Keep all articles on asteroids above a certain diameter[edit]

  • Conditional Support. If the resulting list of large asteroids contains a small % (0~9%) of articles that legitimately fail WP:NASTRO and present no new information beyond the JPL/MPC databases. Size and/or mass in-and-of-itself can make astronomical objects notable; see List of largest known stars, List of most massive black holes, List of most massive known stars. However, I can't speak to what value that size cutoff should be.   ~ Tom.Reding (talkcontribsdgaf)  17:55, 21 May 2015 (UTC)
  • Support. Makes sense. I would suggest sizes that vary for each orbital category, depending on the number of objects of that category above that size. Perhaps all NEOs with an earth MOID of less than 0.1 AU above 1 kilometer, all earth-crossing objects in general above 10, all mars-crossing asteroids above ~20 kilometers, all main belt asteroids, Jupiter Trojans, and TNOs above 50. exoplanetaryscience (talk) 18:17, 21 May 2015 (UTC)
  • Support. It makes sense to keep articles on the largest bodies in each orbital category. Moreover, these will typically be sufficiently studied anyway. I don't have strong ideas above where the cut-off should be. --JorisvS (talk) 18:50, 21 May 2015 (UTC)

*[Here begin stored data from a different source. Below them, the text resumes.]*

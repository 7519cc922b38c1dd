//! Integration tests for the crawler
//!
//! These tests use wiremock to create mock HTTP servers and test
//! the full crawl cycle end-to-end, including the page cache and
//! document generation.

use chrono::{TimeZone, Utc};
use docs_to_skill::config::{
    load_config_with_hash, CategoryTable, CheckpointConfig, Selectors, SkillConfig, UrlPatterns,
};
use docs_to_skill::crawler::{preview, Coordinator};
use docs_to_skill::output::{generate, write_artifacts, OutputLayout};
use docs_to_skill::storage::CheckpointStore;
use std::fs;
use tempfile::TempDir;
use wiremock::matchers::{method, path};
use wiremock::{Mock, MockServer, ResponseTemplate};

/// Creates a test configuration crawling `{server}/docs`
fn create_test_config(server_uri: &str, max_pages: usize) -> SkillConfig {
    SkillConfig {
        name: "demo".to_string(),
        description: "Demo framework documentation".to_string(),
        base_url: format!("{}/docs", server_uri),
        start_url: None,
        max_pages,
        rate_limit: 0.0,
        url_patterns: UrlPatterns::default(),
        selectors: Selectors::default(),
        categories: CategoryTable::new(vec![
            ("guides".to_string(), vec!["guide".to_string()]),
            ("api".to_string(), vec!["api".to_string()]),
        ]),
        file_patterns: vec!["**/*.demo".to_string()],
        checkpoint: CheckpointConfig::default(),
        user_agent: "TestBot/1.0".to_string(),
    }
}

/// HTML page with a title and the given links
fn html_page(title: &str, links: &[&str]) -> String {
    let anchors: String = links
        .iter()
        .map(|href| format!(r#"<a href="{}">link</a>"#, href))
        .collect();
    format!(
        r#"<html><head><title>{title}</title></head><body>
        <main><h1>{title}</h1><p>About {title}.</p><pre><code>demo {title}</code></pre>{anchors}</main>
        </body></html>"#,
        title = title,
        anchors = anchors
    )
}

async fn mount_page(server: &MockServer, route: &str, title: &str, links: &[&str]) {
    Mock::given(method("GET"))
        .and(path(route))
        .respond_with(
            ResponseTemplate::new(200)
                .set_body_string(html_page(title, links))
                .insert_header("content-type", "text/html"),
        )
        .mount(server)
        .await;
}

#[tokio::test]
async fn test_two_page_crawl_exhausts_frontier() {
    let mock_server = MockServer::start().await;
    let base = mock_server.uri();

    mount_page(&mock_server, "/docs", "Docs", &["/docs/guide"]).await;
    mount_page(&mock_server, "/docs/guide", "Guide", &["/docs"]).await;

    let config = create_test_config(&base, 2);
    let state = Coordinator::new(config)
        .expect("Failed to create coordinator")
        .run()
        .await;

    assert_eq!(state.page_count(), 2);
    assert!(state.frontier().is_empty());
    assert!(state.errors().is_empty());

    let guide = state
        .page(&format!("{}/docs/guide", base))
        .expect("Guide page missing");
    assert_eq!(guide.title, "Guide");
    assert_eq!(guide.code_blocks, vec!["demo Guide"]);
}

#[tokio::test]
async fn test_link_repeated_on_page_is_queued_once() {
    let mock_server = MockServer::start().await;
    let base = mock_server.uri();

    mount_page(&mock_server, "/docs", "Docs", &["/docs/guide", "/docs/guide"]).await;
    Mock::given(method("GET"))
        .and(path("/docs/guide"))
        .respond_with(
            ResponseTemplate::new(200)
                .set_body_string(html_page("Guide", &[]))
                .insert_header("content-type", "text/html"),
        )
        .expect(1)
        .mount(&mock_server)
        .await;

    let state = Coordinator::new(create_test_config(&base, 2))
        .expect("Failed to create coordinator")
        .run()
        .await;

    assert_eq!(state.page_count(), 2);
    assert!(state.frontier().is_empty());
    assert!(state.errors().is_empty());
}

#[tokio::test]
async fn test_mixed_case_base_url_keeps_links_in_scope() {
    let mock_server = MockServer::start().await;
    let base = mock_server.uri();

    mount_page(&mock_server, "/docs", "Docs", &["/docs/guide"]).await;
    mount_page(&mock_server, "/docs/guide", "Guide", &[]).await;

    let mut config = create_test_config(&base, 5);
    config.base_url = format!("{}/docs", base.replace("127.0.0.1", "LOCALHOST"));

    let state = Coordinator::new(config)
        .expect("Failed to create coordinator")
        .run()
        .await;

    assert_eq!(state.page_count(), 2);
    assert!(state.errors().is_empty());
}

#[tokio::test]
async fn test_breadth_first_order() {
    let mock_server = MockServer::start().await;
    let base = mock_server.uri();

    mount_page(&mock_server, "/docs", "Root", &["/docs/a", "/docs/b"]).await;
    mount_page(&mock_server, "/docs/a", "A", &["/docs/a/deep"]).await;
    mount_page(&mock_server, "/docs/b", "B", &["/docs/b/deep"]).await;
    mount_page(&mock_server, "/docs/a/deep", "A Deep", &[]).await;
    mount_page(&mock_server, "/docs/b/deep", "B Deep", &[]).await;

    let state = Coordinator::new(create_test_config(&base, 10))
        .expect("Failed to create coordinator")
        .run()
        .await;

    let titles: Vec<&str> = state.pages().iter().map(|p| p.title.as_str()).collect();
    assert_eq!(titles, vec!["Root", "A", "B", "A Deep", "B Deep"]);
    assert_eq!(state.visited().len(), 5);
}

#[tokio::test]
async fn test_page_budget_is_respected() {
    let mock_server = MockServer::start().await;
    let base = mock_server.uri();

    let links: Vec<String> = (0..8).map(|i| format!("/docs/p{}", i)).collect();
    let link_refs: Vec<&str> = links.iter().map(String::as_str).collect();
    mount_page(&mock_server, "/docs", "Root", &link_refs).await;
    for link in &links {
        mount_page(&mock_server, link, "Child", &[]).await;
    }

    let state = Coordinator::new(create_test_config(&base, 3))
        .expect("Failed to create coordinator")
        .run()
        .await;

    assert_eq!(state.page_count(), 3);
    assert_eq!(state.frontier().len(), 6);
}

#[tokio::test]
async fn test_http_error_recorded_once_and_crawl_continues() {
    let mock_server = MockServer::start().await;
    let base = mock_server.uri();

    mount_page(&mock_server, "/docs", "Root", &["/docs/broken", "/docs/ok", "/docs/broken"]).await;
    mount_page(&mock_server, "/docs/ok", "Ok", &["/docs/broken"]).await;
    Mock::given(method("GET"))
        .and(path("/docs/broken"))
        .respond_with(ResponseTemplate::new(500))
        .expect(1)
        .mount(&mock_server)
        .await;

    let state = Coordinator::new(create_test_config(&base, 10))
        .expect("Failed to create coordinator")
        .run()
        .await;

    let broken = format!("{}/docs/broken", base);
    assert_eq!(state.page_count(), 2);
    assert_eq!(state.errors().len(), 1);
    assert_eq!(state.errors()[0].url, broken);
    assert!(state.errors()[0].message.contains("500"));
    assert!(state.page(&broken).is_none());
    assert!(state.is_visited(&broken));
}

#[tokio::test]
async fn test_transport_error_is_not_retried() {
    // Nothing listens on port 1
    let config = create_test_config("http://127.0.0.1:1", 5);
    let start = config.start_url().to_string();

    let state = Coordinator::new(config)
        .expect("Failed to create coordinator")
        .run()
        .await;

    assert_eq!(state.page_count(), 0);
    assert_eq!(state.errors().len(), 1);
    assert_eq!(state.errors()[0].url, start);
    assert!(state.page(&start).is_none());
    assert!(state.frontier().is_empty());
}

#[tokio::test]
async fn test_excluded_urls_are_never_requested() {
    let mock_server = MockServer::start().await;
    let base = mock_server.uri();

    mount_page(&mock_server, "/docs", "Root", &["/docs/private/keys", "/docs/public"]).await;
    mount_page(&mock_server, "/docs/public", "Public", &[]).await;
    Mock::given(method("GET"))
        .and(path("/docs/private/keys"))
        .respond_with(ResponseTemplate::new(200).set_body_string(html_page("Secret", &[])))
        .expect(0)
        .mount(&mock_server)
        .await;

    let mut config = create_test_config(&base, 10);
    config.url_patterns.exclude = vec!["/private/".to_string()];

    let state = Coordinator::new(config)
        .expect("Failed to create coordinator")
        .run()
        .await;

    assert_eq!(state.page_count(), 2);
    assert!(state.errors().is_empty());
    // Filtered URLs are consumed, not errors
    assert!(state.is_visited(&format!("{}/docs/private/keys", base)));
}

#[tokio::test]
async fn test_fragments_and_out_of_scope_links() {
    let mock_server = MockServer::start().await;
    let base = mock_server.uri();

    mount_page(
        &mock_server,
        "/docs",
        "Root",
        &[
            "/docs/a#intro",
            "/docs/a",
            "/docs/a#usage",
            "https://elsewhere.example/docs/x",
            "mailto:docs@demo.dev",
        ],
    )
    .await;
    Mock::given(method("GET"))
        .and(path("/docs/a"))
        .respond_with(ResponseTemplate::new(200).set_body_string(html_page("A", &[])))
        .expect(1)
        .mount(&mock_server)
        .await;

    let state = Coordinator::new(create_test_config(&base, 10))
        .expect("Failed to create coordinator")
        .run()
        .await;

    assert_eq!(state.page_count(), 2);
    assert!(!state.is_visited("https://elsewhere.example/docs/x"));
    assert!(state.visited().iter().all(|url| !url.contains('#')));
}

#[tokio::test]
async fn test_resume_does_not_refetch_visited_pages() {
    let mock_server = MockServer::start().await;
    let base = mock_server.uri();
    let dir = TempDir::new().expect("Failed to create temp dir");
    let cache = dir.path().join(".scrape_cache.json");

    Mock::given(method("GET"))
        .and(path("/docs"))
        .respond_with(
            ResponseTemplate::new(200).set_body_string(html_page("Root", &["/docs/a", "/docs/b"])),
        )
        .expect(1)
        .mount(&mock_server)
        .await;
    mount_page(&mock_server, "/docs/a", "A", &["/docs"]).await;
    mount_page(&mock_server, "/docs/b", "B", &[]).await;

    // First run stops after the budget of one page
    let first = Coordinator::new(create_test_config(&base, 1))
        .expect("Failed to create coordinator")
        .with_checkpoint(CheckpointStore::new(&cache), "hash")
        .run()
        .await;
    assert_eq!(first.page_count(), 1);
    assert_eq!(first.frontier().len(), 2);
    assert!(cache.exists());

    // Resumed run continues with the larger budget
    let resumed = Coordinator::new(create_test_config(&base, 3))
        .expect("Failed to create coordinator")
        .with_checkpoint(CheckpointStore::new(&cache), "hash")
        .resume()
        .expect("Failed to resume")
        .run()
        .await;

    let titles: Vec<&str> = resumed.pages().iter().map(|p| p.title.as_str()).collect();
    assert_eq!(titles, vec!["Root", "A", "B"]);
    assert!(resumed.errors().is_empty());
}

#[tokio::test]
async fn test_build_only_regenerates_identical_documents() {
    let mock_server = MockServer::start().await;
    let base = mock_server.uri();
    let dir = TempDir::new().expect("Failed to create temp dir");

    mount_page(&mock_server, "/docs", "Overview", &["/docs/guide", "/docs/api"]).await;
    mount_page(&mock_server, "/docs/guide", "Guide", &[]).await;
    mount_page(&mock_server, "/docs/api", "API", &[]).await;

    let config = create_test_config(&base, 10);
    let layout = OutputLayout::new(dir.path(), &config.name);

    let state = Coordinator::new(config.clone())
        .expect("Failed to create coordinator")
        .with_checkpoint(CheckpointStore::new(layout.cache_path()), "")
        .run()
        .await;

    let generated_at = Utc.with_ymd_and_hms(2024, 1, 2, 3, 4, 5).unwrap();
    let live = generate(state.pages(), &config, generated_at);
    let written = write_artifacts(&live, &layout).expect("Failed to write artifacts");
    let first_pass: Vec<String> = written
        .iter()
        .map(|p| fs::read_to_string(p).expect("Failed to read artifact"))
        .collect();

    let cached = CheckpointStore::new(layout.cache_path())
        .load_required()
        .expect("Page cache missing")
        .into_state();
    let rebuilt = generate(cached.pages(), &config, generated_at);
    assert_eq!(rebuilt, live);

    write_artifacts(&rebuilt, &layout).expect("Failed to write artifacts");
    let second_pass: Vec<String> = written
        .iter()
        .map(|p| fs::read_to_string(p).expect("Failed to read artifact"))
        .collect();
    assert_eq!(first_pass, second_pass);

    let guides = fs::read_to_string(layout.reference_path("guides")).expect("No guides doc");
    assert!(guides.contains("## Guide"));
    let api = fs::read_to_string(layout.reference_path("api")).expect("No api doc");
    assert!(api.contains("## API"));
}

#[tokio::test]
async fn test_config_file_to_documents() {
    let mock_server = MockServer::start().await;
    let base = mock_server.uri();
    let dir = TempDir::new().expect("Failed to create temp dir");

    mount_page(&mock_server, "/docs", "Start", &["/docs/guide"]).await;
    mount_page(&mock_server, "/docs/guide", "Guide", &[]).await;

    let config_path = dir.path().join("demo.toml");
    fs::write(
        &config_path,
        format!(
            r#"
name = "demo"
description = "Demo docs"
base_url = "{}/docs"
max_pages = 5
rate_limit = 0.0
file_patterns = ["**/*.demo"]

[categories]
guides = ["guide"]
"#,
            base
        ),
    )
    .expect("Failed to write config");

    let (config, hash) = load_config_with_hash(&config_path).expect("Failed to load config");
    let layout = OutputLayout::new(dir.path(), &config.name);

    let state = Coordinator::new(config.clone())
        .expect("Failed to create coordinator")
        .with_checkpoint(CheckpointStore::new(layout.cache_path()), hash)
        .run()
        .await;
    assert_eq!(state.page_count(), 2);

    let artifacts = generate(state.pages(), &config, Utc::now());
    write_artifacts(&artifacts, &layout).expect("Failed to write artifacts");

    let index = fs::read_to_string(layout.index_path()).expect("No index");
    assert!(index.contains("- **Guides**: 1 pages"));
    assert!(index.contains("- **Reference**: 1 pages"));
    assert!(layout.prompt_path().exists());
    assert!(layout.instructions_path().exists());
}

#[tokio::test]
async fn test_preview_lists_admitted_links() {
    let mock_server = MockServer::start().await;
    let base = mock_server.uri();

    mount_page(
        &mock_server,
        "/docs",
        "Root",
        &["/docs/b", "/docs/a", "/blog/post", "/docs/a#x"],
    )
    .await;

    let mut config = create_test_config(&base, 50);
    config.url_patterns.exclude = vec!["/blog/".to_string()];

    let report = preview(&config).await.expect("Preview failed");

    assert_eq!(report.links_found, 2);
    assert_eq!(
        report.sample,
        vec![format!("{}/docs/a", base), format!("{}/docs/b", base)]
    );
    assert_eq!(report.estimated_pages(), 2);
}
//! Dry-run preview of a crawl
//!
//! Fetches only the start page and reports which of its links the URL filter
//! would admit, with a rough duration estimate.

use crate::config::SkillConfig;
use crate::crawler::fetcher::build_http_client;
use crate::crawler::parser::extract_links;
use crate::url::{canonicalize, UrlFilter};
use crate::{FetchError, SkillError};
use std::collections::BTreeSet;
use url::Url;

/// Number of sample URLs shown in a preview
pub const PREVIEW_SAMPLE_SIZE: usize = 10;

/// What a crawl of the configured target would look like
#[derive(Debug, Clone, PartialEq)]
pub struct PreviewReport {
    pub start_url: String,
    /// Distinct admitted links on the start page
    pub links_found: usize,
    pub max_pages: usize,
    pub rate_limit: f64,
    /// First admitted links in sorted order
    pub sample: Vec<String>,
}

impl PreviewReport {
    /// Builds a report from the start page's admitted links
    pub fn new(config: &SkillConfig, start_url: String, links: BTreeSet<String>) -> Self {
        Self {
            start_url,
            links_found: links.len(),
            max_pages: config.max_pages,
            rate_limit: config.rate_limit,
            sample: links.into_iter().take(PREVIEW_SAMPLE_SIZE).collect(),
        }
    }

    /// Pages the crawl is expected to reach from what the start page shows
    pub fn estimated_pages(&self) -> usize {
        self.links_found.min(self.max_pages)
    }

    /// Upper bound of the time spent in politeness delays, in minutes
    pub fn estimated_minutes(&self) -> f64 {
        self.max_pages as f64 * self.rate_limit / 60.0
    }
}

/// Fetches the start page and lists the links the filter admits
///
/// # Returns
///
/// * `Ok(PreviewReport)` - Start page fetched
/// * `Err(SkillError)` - Bad patterns, client failure or the start page could not be fetched
pub async fn preview(config: &SkillConfig) -> Result<PreviewReport, SkillError> {
    let filter = UrlFilter::new(&config.url_patterns)?;
    let client = build_http_client(&config.user_agent)?;
    let start_url = canonicalize(config.start_url());
    let page_url = Url::parse(&start_url)?;

    tracing::info!("Previewing {}", start_url);
    let response = client
        .get(page_url.as_str())
        .send()
        .await
        .map_err(|e| FetchError::Request {
            url: start_url.clone(),
            message: e.to_string(),
        })?;

    let status = response.status();
    if !status.is_success() {
        return Err(FetchError::Status {
            url: start_url,
            status: status.as_u16(),
        }
        .into());
    }

    let body = response.text().await.map_err(|e| FetchError::Body {
        url: start_url.clone(),
        message: e.to_string(),
    })?;

    let links: BTreeSet<String> = extract_links(&body, &page_url)
        .into_iter()
        .filter(|link| filter.admit(link))
        .collect();

    Ok(PreviewReport::new(config, start_url, links))
}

  • Oppose. If a reliable source gives us a list of particularly large asteroids, we can use it as a source to show that an asteroid is notable for its size, and then we don't need to encode the specific size threshold in our own notability rules. If we don't have a source, but only a number in a database that might be above or below some arbitrary threshold, we don't have notability. —David Eppstein (talk) 18:52, 21 May 2015 (UTC)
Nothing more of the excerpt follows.